Joe Biden cautioned Russia about the repercussions of aggression during pre-war talks between the US and Russia, but clearly ruled out the prospect of the US using armed action. The call for a military reaction from Nato is growing stronger as Ukrainian citizens are being attacked and refugees flow into other central European nations. Ukraine’s president, Volodymyr Zelensky, claimed that the skies “ought to be closed over” – and a Ukrainian journalist addressed UK Prime Minister Boris Johnson at a news conference, crying out for western help to enforce a no-fly zone over Ukraine, which Johnson flatly denied.

The apparent reason for the Ukrainians’ desire for a no-fly zone is that it would restrict Russia’s ability to unleash attacks on Ukrainian cities. Despite the fact that, as Johnson pointed out, a no-fly zone would not prohibit Russia from striking targets in Ukraine with missiles. Ben Wallace, the British defence minister, also advocated against a no-fly zone, claiming that it would hinder Ukrainian jets from attacking Russian soldiers on the ground. The tactical grounds for a no-fly zone are unpersuasive. Because it is enforced by aircraft that continually monitor the sky, a no-fly zone does not mean that no aircraft are allowed to fly.

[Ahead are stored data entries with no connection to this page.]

use std::fs;
use std::path::PathBuf;

use tempfile::tempdir;
use todo_tui::config::{
    ConfigFlags, clear_config_flags, load_config_flags, parse_flag_tokens, save_config_flags,
};
use todo_tui::labels::Lang;
use todo_tui::ui::style::ThemeMode;

#[test]
fn test_config_file_parses_flags_and_skips_comments() {
    let dir = tempdir().unwrap();
    let path = dir.path().join("config");
    fs::write(
        &path,
        "# defaults\n--lang ja\n\n  # indented comment\n--no-mouse --theme light\n",
    )
    .unwrap();

    let flags = load_config_flags(&path).unwrap();
    assert_eq!(flags.lang, Some(Lang::Ja));
    assert_eq!(flags.theme, Some(ThemeMode::Light));
    assert!(flags.no_mouse);
    assert_eq!(flags.log_file, None);
}

#[test]
fn test_cli_flags_override_file_flags() {
    let dir = tempdir().unwrap();
    let path = dir.path().join("config");
    fs::write(&path, "--lang ja\n--log-file file.log\n--no-mouse\n").unwrap();

    let file_flags = load_config_flags(&path).unwrap();
    let cli_args = vec![
        "todo-tui".to_string(),
        "--lang".to_string(),
        "en".to_string(),
    ];
    let cli_flags = parse_flag_tokens(&cli_args);
    let merged = file_flags.union(&cli_flags);

    assert_eq!(merged.lang, Some(Lang::En));
    assert_eq!(merged.log_file, Some(PathBuf::from("file.log")));
    assert!(merged.no_mouse, "switches from the file survive");
}

#[test]
fn test_parse_flag_tokens_supports_equals_syntax() {
    let args = vec![
        "--lang=ja".to_string(),
        "--theme=dark".to_string(),
        "--log-file=todo.log".to_string(),
    ];
    let flags = parse_flag_tokens(&args);
    assert_eq!(flags.lang, Some(Lang::Ja));
    assert_eq!(flags.theme, Some(ThemeMode::Dark));
    assert_eq!(flags.log_file, Some(PathBuf::from("todo.log")));
}

#[test]
fn test_parse_flag_tokens_ignores_unrelated_arguments() {
    let args = vec![
        "todo-tui".to_string(),
        "--save".to_string(),
        "--verbose".to_string(),
        "--lang".to_string(),
    ];
    assert_eq!(parse_flag_tokens(&args), ConfigFlags::default());
}

#[test]
fn test_saved_flags_round_trip_through_local_override() {
    let dir = tempdir().unwrap();
    let global = dir.path().join("global");
    let local = dir.path().join(".todo-tuirc");

    save_config_flags(
        &global,
        &ConfigFlags {
            lang: Some(Lang::Ja),
            ..ConfigFlags::default()
        },
    )
    .unwrap();
    fs::write(&local, "--lang en\n").unwrap();

    let merged = load_config_flags(&global)
        .unwrap()
        .union(&load_config_flags(&local).unwrap());
    assert_eq!(merged.lang, Some(Lang::En));

    clear_config_flags(&global).unwrap();
    assert_eq!(load_config_flags(&global).unwrap(), ConfigFlags::default());
}

#[test]
fn test_saved_log_file_path_with_spaces_round_trips() {
    let dir = tempdir().unwrap();
    let path = dir.path().join("config");
    let flags = ConfigFlags {
        no_mouse: true,
        log_file: Some(PathBuf::from("/tmp/my logs/todo.log")),
        ..ConfigFlags::default()
    };

    save_config_flags(&path, &flags).unwrap();
    assert_eq!(load_config_flags(&path).unwrap(), flags);
}

#[test]
fn test_log_file_equals_line_keeps_spaces() {
    let dir = tempdir().unwrap();
    let path = dir.path().join("config");
    fs::write(&path, "--lang ja\n--log-file=logs dir/todo tui.log\n").unwrap();

    let flags = load_config_flags(&path).unwrap();
    assert_eq!(flags.lang, Some(Lang::Ja));
    assert_eq!(flags.log_file, Some(PathBuf::from("logs dir/todo tui.log")));
}
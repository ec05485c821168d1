//! Saved launch defaults.
//!
//! Defaults are stored as the same flag tokens accepted on the command
//! line, one or more per line, with `#` comments. The global file is merged
//! with a local `.todo-tuirc`, then with the actual command line.

use std::fs;
use std::path::{Path, PathBuf};

use anyhow::{Context, Result};

use crate::labels::Lang;
use crate::ui::style::ThemeMode;

const APP_DIR: &str = "todo-tui";
const LOCAL_FILE: &str = ".todo-tuirc";

#[derive(Debug, Default, Clone, PartialEq, Eq)]
pub struct ConfigFlags {
    pub lang: Option<Lang>,
    pub theme: Option<ThemeMode>,
    pub no_mouse: bool,
    pub log_file: Option<PathBuf>,
}

impl ConfigFlags {
    /// Merge `other` over `self`: switches accumulate, `other` wins for
    /// valued options it sets.
    pub fn union(&self, other: &Self) -> Self {
        Self {
            lang: other.lang.or(self.lang),
            theme: other.theme.or(self.theme),
            no_mouse: self.no_mouse || other.no_mouse,
            log_file: other.log_file.clone().or_else(|| self.log_file.clone()),
        }
    }
}

pub fn global_config_path() -> PathBuf {
    #[cfg(target_os = "windows")]
    {
        if let Some(appdata) = std::env::var_os("APPDATA") {
            return PathBuf::from(appdata).join(APP_DIR).join("config");
        }
    }

    #[cfg(target_os = "macos")]
    {
        if let Some(home) = std::env::var_os("HOME") {
            return PathBuf::from(home)
                .join("Library")
                .join("Application Support")
                .join(APP_DIR)
                .join("config");
        }
    }

    #[cfg(not(any(target_os = "windows", target_os = "macos")))]
    {
        if let Some(xdg) = std::env::var_os("XDG_CONFIG_HOME") {
            return PathBuf::from(xdg).join(APP_DIR).join("config");
        }
        if let Some(home) = std::env::var_os("HOME") {
            return PathBuf::from(home).join(".config").join(APP_DIR).join("config");
        }
    }

    PathBuf::from(LOCAL_FILE)
}

pub fn local_override_path() -> PathBuf {
    PathBuf::from(LOCAL_FILE)
}

pub fn load_config_flags(path: &Path) -> Result<ConfigFlags> {
    if !path.exists() {
        return Ok(ConfigFlags::default());
    }
    let content = fs::read_to_string(path)
        .with_context(|| format!("Failed to read config {}", path.display()))?;
    let mut tokens = Vec::new();
    for line in content.lines().map(str::trim) {
        if line.is_empty() || line.starts_with('#') {
            continue;
        }
        // A path value runs to the end of its line and may contain spaces.
        if line.starts_with("--log-file=") {
            tokens.push(line.to_string());
        } else {
            tokens.extend(line.split_whitespace().map(ToOwned::to_owned));
        }
    }
    Ok(parse_flag_tokens(&tokens))
}

pub fn save_config_flags(path: &Path, flags: &ConfigFlags) -> Result<()> {
    let mut lines = Vec::new();
    lines.push("# todo-tui defaults (saved with --save)".to_string());
    if let Some(lang) = flags.lang {
        lines.push(format!("--lang {}", lang.as_str()));
    }
    if let Some(theme) = flags.theme {
        let theme_str = match theme {
            ThemeMode::Dark => "dark",
            ThemeMode::Light => "light",
        };
        lines.push(format!("--theme {theme_str}"));
    }
    if flags.no_mouse {
        lines.push("--no-mouse".to_string());
    }
    if let Some(path) = &flags.log_file {
        lines.push(format!("--log-file={}", path.display()));
    }
    if let Some(parent) = path.parent()
        && !parent.as_os_str().is_empty()
    {
        fs::create_dir_all(parent)
            .with_context(|| format!("Failed to create config dir {}", parent.display()))?;
    }
    fs::write(path, format!("{}\n", lines.join("\n")))
        .with_context(|| format!("Failed to write config {}", path.display()))
}

pub fn clear_config_flags(path: &Path) -> Result<()> {
    if path.exists() {
        fs::remove_file(path).with_context(|| format!("Failed to remove {}", path.display()))?;
    }
    Ok(())
}

/// Extract known flags from a token list. Unknown tokens are skipped, so
/// the raw process arguments can be passed in directly.
pub fn parse_flag_tokens(tokens: &[String]) -> ConfigFlags {
    let mut flags = ConfigFlags::default();
    let mut i = 0;
    while i < tokens.len() {
        let token = &tokens[i];
        if token == "--no-mouse" {
            flags.no_mouse = true;
        } else if token == "--lang" {
            if let Some(next) = tokens.get(i + 1) {
                flags.lang = parse_lang(next).or(flags.lang);
                i += 1;
            }
        } else if let Some(value) = token.strip_prefix("--lang=") {
            flags.lang = parse_lang(value).or(flags.lang);
        } else if token == "--theme" {
            if let Some(next) = tokens.get(i + 1) {
                flags.theme = parse_theme(next).or(flags.theme);
                i += 1;
            }
        } else if let Some(value) = token.strip_prefix("--theme=") {
            flags.theme = parse_theme(value).or(flags.theme);
        } else if token == "--log-file" {
            if let Some(next) = tokens.get(i + 1) {
                flags.log_file = Some(PathBuf::from(next));
                i += 1;
            }
        } else if let Some(value) = token.strip_prefix("--log-file=") {
            flags.log_file = Some(PathBuf::from(value));
        }
        i += 1;
    }
    flags
}

fn parse_lang(s: &str) -> Option<Lang> {
    match s.parse() {
        Ok(lang) => Some(lang),
        Err(err) => {
            tracing::warn!(%err, "ignoring --lang value");
            None
        }
    }
}

fn parse_theme(s: &str) -> Option<ThemeMode> {
    match s.trim().to_ascii_lowercase().as_str() {
        "dark" => Some(ThemeMode::Dark),
        "light" => Some(ThemeMode::Light),
        _ => {
            tracing::warn!(value = s, "ignoring --theme value (expected `dark` or `light`)");
            None
        }
    }
}

#[cfg(test)]
mod tests {
    use super::*;
    use tempfile::tempdir;

    fn tokens(args: &[&str]) -> Vec<String> {
        args.iter().map(ToString::to_string).collect()
    }

    #[test]
    fn test_parse_flag_tokens_extracts_known_flags() {
        let args = tokens(&[
            "todo-tui",
            "--lang",
            "ja",
            "--theme=light",
            "--no-mouse",
            "--log-file",
            "todo.log",
        ]);
        let flags = parse_flag_tokens(&args);
        assert_eq!(flags.lang, Some(Lang::Ja));
        assert_eq!(flags.theme, Some(ThemeMode::Light));
        assert!(flags.no_mouse);
        assert_eq!(flags.log_file, Some(PathBuf::from("todo.log")));
    }

    #[test]
    fn test_unknown_lang_keeps_previous_value() {
        let args = tokens(&["--lang=ja", "--lang", "fr"]);
        let flags = parse_flag_tokens(&args);
        assert_eq!(flags.lang, Some(Lang::Ja));
    }

    #[test]
    fn test_unknown_theme_keeps_previous_value() {
        let args = tokens(&["--theme", "light", "--theme=blue"]);
        let flags = parse_flag_tokens(&args);
        assert_eq!(flags.theme, Some(ThemeMode::Light));

        let args = tokens(&["--theme=dark", "--theme", "blue"]);
        assert_eq!(parse_flag_tokens(&args).theme, Some(ThemeMode::Dark));
    }

    #[test]
    fn test_config_union_merges_cli_over_file_for_options() {
        let file = ConfigFlags {
            no_mouse: true,
            lang: Some(Lang::Ja),
            ..ConfigFlags::default()
        };
        let cli = ConfigFlags {
            lang: Some(Lang::En),
            theme: Some(ThemeMode::Light),
            ..ConfigFlags::default()
        };
        let merged = file.union(&cli);
        assert!(merged.no_mouse);
        assert_eq!(merged.lang, Some(Lang::En));
        assert_eq!(merged.theme, Some(ThemeMode::Light));
    }

    #[test]
    fn test_save_load_and_clear_config() {
        let dir = tempdir().unwrap();
        let path = dir.path().join("nested").join("config");
        let flags = ConfigFlags {
            lang: Some(Lang::Ja),
            theme: Some(ThemeMode::Light),
            no_mouse: true,
            log_file: Some(PathBuf::from("todo.log")),
        };

        save_config_flags(&path, &flags).unwrap();
        let loaded = load_config_flags(&path).unwrap();
        assert_eq!(loaded, flags);

        clear_config_flags(&path).unwrap();
        assert!(!path.exists());
    }

    #[test]
    fn test_load_missing_file_gives_defaults() {
        let dir = tempdir().unwrap();
        let loaded = load_config_flags(&dir.path().join("absent")).unwrap();
        assert_eq!(loaded, ConfigFlags::default());
    }
}
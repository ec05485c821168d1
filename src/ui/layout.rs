//! Screen geometry shared by rendering and mouse hit-testing.

use ratatui::layout::{Constraint, Direction, Layout, Rect};
use unicode_width::UnicodeWidthStr;

use crate::labels::Labels;

/// Horizontal padding inside the primary button, per side.
pub const BUTTON_PADDING: u16 = 2;
/// Horizontal padding around each row action label, per side.
pub const ACTION_PADDING: u16 = 1;

/// The fixed vertical bands of the screen, top to bottom.
#[derive(Debug, Clone, Copy, PartialEq, Eq)]
pub struct ScreenAreas {
    pub title: Rect,
    pub input: Rect,
    pub button: Rect,
    pub list: Rect,
    pub status: Rect,
}

impl ScreenAreas {
    /// Text area inside the input border.
    pub fn input_inner(&self) -> Rect {
        inset(self.input)
    }

    /// Row area inside the list border.
    pub fn list_inner(&self) -> Rect {
        inset(self.list)
    }
}

pub fn screen_areas(area: Rect) -> ScreenAreas {
    let chunks = Layout::default()
        .direction(Direction::Vertical)
        .constraints([
            Constraint::Length(1),
            Constraint::Length(3),
            Constraint::Length(1),
            Constraint::Min(0),
            Constraint::Length(1),
        ])
        .split(area);
    ScreenAreas {
        title: chunks[0],
        input: chunks[1],
        button: chunks[2],
        list: chunks[3],
        status: chunks[4],
    }
}

/// Number of item rows that fit inside the list border for a terminal of
/// the given size.
pub fn list_rows_for(width: u16, height: u16) -> u16 {
    screen_areas(Rect::new(0, 0, width, height)).list_inner().height
}

/// Clickable area of the primary button, centered in its band.
pub fn button_rect(band: Rect, label: &str) -> Rect {
    let width = text_width(label)
        .saturating_add(BUTTON_PADDING * 2)
        .min(band.width);
    let x = band.x + (band.width - width) / 2;
    Rect::new(x, band.y, width, band.height.min(1))
}

/// Split one list row into its text area and the edit/delete actions.
#[derive(Debug, Clone, Copy, PartialEq, Eq)]
pub struct RowAreas {
    pub text: Rect,
    pub edit: Rect,
    pub delete: Rect,
}

pub fn row_areas(row: Rect, labels: &Labels) -> RowAreas {
    let delete_w = text_width(labels.delete)
        .saturating_add(ACTION_PADDING * 2)
        .min(row.width);
    let delete_x = row.right().saturating_sub(delete_w);
    let edit_w = text_width(labels.edit)
        .saturating_add(ACTION_PADDING * 2)
        .min(delete_x.saturating_sub(row.x));
    let edit_x = delete_x.saturating_sub(edit_w);
    let text_w = edit_x.saturating_sub(row.x).saturating_sub(1);
    RowAreas {
        text: Rect::new(row.x, row.y, text_w, 1),
        edit: Rect::new(edit_x, row.y, edit_w, 1),
        delete: Rect::new(delete_x, row.y, delete_w, 1),
    }
}

/// What sits under a screen position.
#[derive(Debug, Clone, Copy, PartialEq, Eq)]
pub enum Hit {
    Input,
    Button,
    /// A list row, by item index.
    Row(usize),
    EditAction(usize),
    DeleteAction(usize),
    /// Inside the list border but below the last row.
    ListBlank,
}

/// Everything [`hit_test`] needs to know about the current screen.
#[derive(Debug, Clone, Copy)]
pub struct HitContext<'a> {
    pub area: Rect,
    pub labels: &'a Labels,
    pub editing: bool,
    pub list_offset: usize,
    pub total_rows: usize,
}

pub fn hit_test(ctx: &HitContext<'_>, column: u16, row: u16) -> Option<Hit> {
    let areas = screen_areas(ctx.area);
    if contains(areas.input, column, row) {
        return Some(Hit::Input);
    }
    if contains(
        button_rect(areas.button, ctx.labels.submit(ctx.editing)),
        column,
        row,
    ) {
        return Some(Hit::Button);
    }
    let inner = areas.list_inner();
    if !contains(inner, column, row) {
        return None;
    }
    let index = ctx.list_offset + usize::from(row - inner.y);
    if index >= ctx.total_rows {
        return Some(Hit::ListBlank);
    }
    let row_rect = Rect::new(inner.x, row, inner.width, 1);
    let parts = row_areas(row_rect, ctx.labels);
    if contains(parts.edit, column, row) {
        Some(Hit::EditAction(index))
    } else if contains(parts.delete, column, row) {
        Some(Hit::DeleteAction(index))
    } else {
        Some(Hit::Row(index))
    }
}

/// Display width of `text` in terminal cells, saturating at `u16::MAX`.
pub fn text_width(text: &str) -> u16 {
    u16::try_from(text.width()).unwrap_or(u16::MAX)
}

fn inset(rect: Rect) -> Rect {
    if rect.width < 2 || rect.height < 2 {
        return Rect::new(rect.x, rect.y, 0, 0);
    }
    Rect::new(rect.x + 1, rect.y + 1, rect.width - 2, rect.height - 2)
}

const fn contains(rect: Rect, column: u16, row: u16) -> bool {
    column >= rect.x
        && column < rect.x + rect.width
        && row >= rect.y
        && row < rect.y + rect.height
}
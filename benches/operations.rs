//! Benchmarks for list operations.

use criterion::{Criterion, black_box, criterion_group, criterion_main};
use todo_tui::todo::{SubmitOutcome, TodoList};

fn filled_list(count: usize) -> (TodoList, Vec<todo_tui::todo::ItemId>) {
    let mut list = TodoList::new();
    let mut ids = Vec::with_capacity(count);
    for i in 0..count {
        list.set_draft(format!("task {i}"));
        if let SubmitOutcome::Added(id) = list.submit() {
            ids.push(id);
        }
    }
    (list, ids)
}

fn bench_add(c: &mut Criterion) {
    c.bench_function("add_1000", |b| {
        b.iter(|| filled_list(black_box(1_000)))
    });
}

fn bench_edit_last(c: &mut Criterion) {
    let (mut list, ids) = filled_list(1_000);
    let last = ids[ids.len() - 1];

    c.bench_function("edit_last_of_1000", |b| {
        b.iter(|| {
            list.begin_edit(black_box(last));
            list.set_draft("updated");
            list.submit()
        })
    });
}

fn bench_remove_all(c: &mut Criterion) {
    c.bench_function("remove_all_1000", |b| {
        b.iter_batched(
            || filled_list(1_000),
            |(mut list, ids)| {
                for id in ids {
                    list.remove(id);
                }
                list
            },
            criterion::BatchSize::SmallInput,
        )
    });
}

criterion_group!(benches, bench_add, bench_edit_last, bench_remove_all);
criterion_main!(benches);
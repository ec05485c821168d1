use todo_tui::prelude::*;

fn send(model: Model, messages: impl IntoIterator<Item = Message>) -> Model {
    messages
        .into_iter()
        .fold(model, todo_tui::app::update)
}

#[test]
fn test_add_edit_delete_workflow() {
    let model = send(
        Model::default(),
        [
            Message::Paste("Buy milk".to_string()),
            Message::Submit,
            Message::Paste("Walk dog".to_string()),
            Message::Submit,
        ],
    );
    let texts: Vec<&str> = model.todos.items().iter().map(Item::text).collect();
    assert_eq!(texts, ["Buy milk", "Walk dog"]);
    assert_eq!(model.todos.mode(), Mode::Add);

    let first = model.todos.items()[0].id();
    let model = send(
        model,
        [
            Message::BeginEdit(first),
            Message::DeleteWordBack,
            Message::Paste("bread".to_string()),
            Message::Submit,
        ],
    );
    assert_eq!(model.todos.items()[0].text(), "Buy bread");
    assert_eq!(model.todos.items()[0].id(), first);
    assert_eq!(model.todos.mode(), Mode::Add);
    assert_eq!(model.todos.draft(), "");

    let model = send(model, [Message::Remove(first)]);
    let texts: Vec<&str> = model.todos.items().iter().map(Item::text).collect();
    assert_eq!(texts, ["Walk dog"]);
}

#[test]
fn test_deleting_item_under_edit_returns_to_add_mode() {
    let mut list = TodoList::new();
    list.set_draft("a");
    let SubmitOutcome::Added(id) = list.submit() else {
        panic!("expected an added item");
    };

    assert!(list.begin_edit(id));
    assert_eq!(list.mode(), Mode::Editing(id));
    assert!(list.remove(id).is_some());
    assert_eq!(list.mode(), Mode::Add);
    assert_eq!(list.draft(), "");
    assert!(list.is_empty());
}

#[test]
fn test_blank_submissions_are_ignored() {
    let mut list = TodoList::new();
    for blank in ["", "   ", "\t"] {
        list.set_draft(blank);
        assert_eq!(list.submit(), SubmitOutcome::Ignored);
    }
    assert!(list.is_empty());
}
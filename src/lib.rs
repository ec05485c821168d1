// Only allow lints that are either transitive-dependency noise or
// genuinely opinionated style choices that don't indicate real issues.
#![allow(
    // Transitive dependency version mismatches we can't control
    clippy::multiple_crate_versions,
    // module_name_repetitions is pure style preference (e.g. todo::TodoList)
    clippy::module_name_repetitions
)]

//! # todo-tui
//!
//! A single-screen terminal to-do list: add, edit, and delete items
//! through one input field and a scrollable list.
//!
//! ## Architecture
//!
//! todo-tui uses The Elm Architecture (TEA) pattern:
//! - **Model**: Application state
//! - **Message**: Events and actions
//! - **Update**: Pure state transitions
//! - **View**: Render to terminal
//!
//! ## Modules
//!
//! - [`todo`]: Items, draft text, and the add/edit state machine
//! - [`app`]: Main application loop and state
//! - [`ui`]: Terminal UI components
//! - [`editor`]: Cursor editing of the draft
//! - [`labels`]: On-screen strings per language
//! - [`config`]: Saved launch defaults

pub mod app;
pub mod config;
pub mod editor;
pub mod labels;
pub mod todo;
pub mod ui;

/// Re-export commonly used types
pub mod prelude {
    pub use crate::app::{App, Message, Model};
    pub use crate::todo::{Item, ItemId, Mode, SubmitOutcome, TodoList};
}
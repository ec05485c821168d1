//! Single-line editing for the draft input.
//!
//! The draft text itself belongs to [`crate::todo::TodoList`]; this module
//! only tracks where the cursor sits and computes the text that results
//! from each keystroke.

mod line;

pub use line::LineCursor;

Only if Ukrainian planes are outfitted with Nato “friend-or-foe identification” could a no-fly zone be imposed on hostile planes, which would prevent Russian assault helicopters from helping ground forces. The Ukrainian air force would be able to strike Russian convoys reaching key cities. The feared dangers of escalation are the most basic reason why the US and other Nato governments are firmly opposed to any direct military missions in Ukraine.

Indeed, Vladimir Putin has previously threatened to deploy nuclear weapons in retaliation for economic and political sanctions on Russia. Western authorities have so far ignored these warnings because they do not believe they are genuine. However, Russia’s massive nuclear weapons and the threat of a larger conflict effectively dissuade Nato members from participating militarily in any way other than delivering equipment. Nuclear deterrence is working; it is deterring Nato because western officials doubt Russia’s leadership is sensible.

The Russian air force, without a doubt, has significantly more assets and capabilities than the Ukrainian air force. Many people are surprised that Russia has yet to gain air supremacy, and Ukraine’s airspace is still contested. The Russian air force continues to offer a severe and rising threat to Ukraine, despite the fact that anti-aircraft missiles still pose a substantial threat to Russian aircraft and Ukrainian air force fighters can still undertake low-level, defensive counter-air and ground-attack operations.

The Ukrainian Sukhoi Su-27 Flanker fighter jet is in a battle for the sky. Shutterstock/VanderWolf Images. The Russian air force has stationed over 300 sophisticated military aircraft in Ukraine’s conflict zones, although they haven’t conducted many missions yet. The tactical reasons are unknown, though a commentary from the Royal United Services Institute suggests that a lack of precision-guided munitions, deconflicting difficulties (avoiding friendly fire from ground-based Russian anti-air missiles), and Russian pilots’ lack of flight experience could all be factors.

There’s no denying that Nato planes might combat Russian planes. If Russia chose to escalate, establishing air supremacy will require very intensive military confrontations. The F-22 Raptor and F-35 Lightning, both fifth-generation US combat aircraft, are a generation ahead of Russia’s most sophisticated aircraft, the SU-57. It’s also worth noting that the majority of Russian planes deployed are expected to be the less sophisticated SU-30 and SU-35.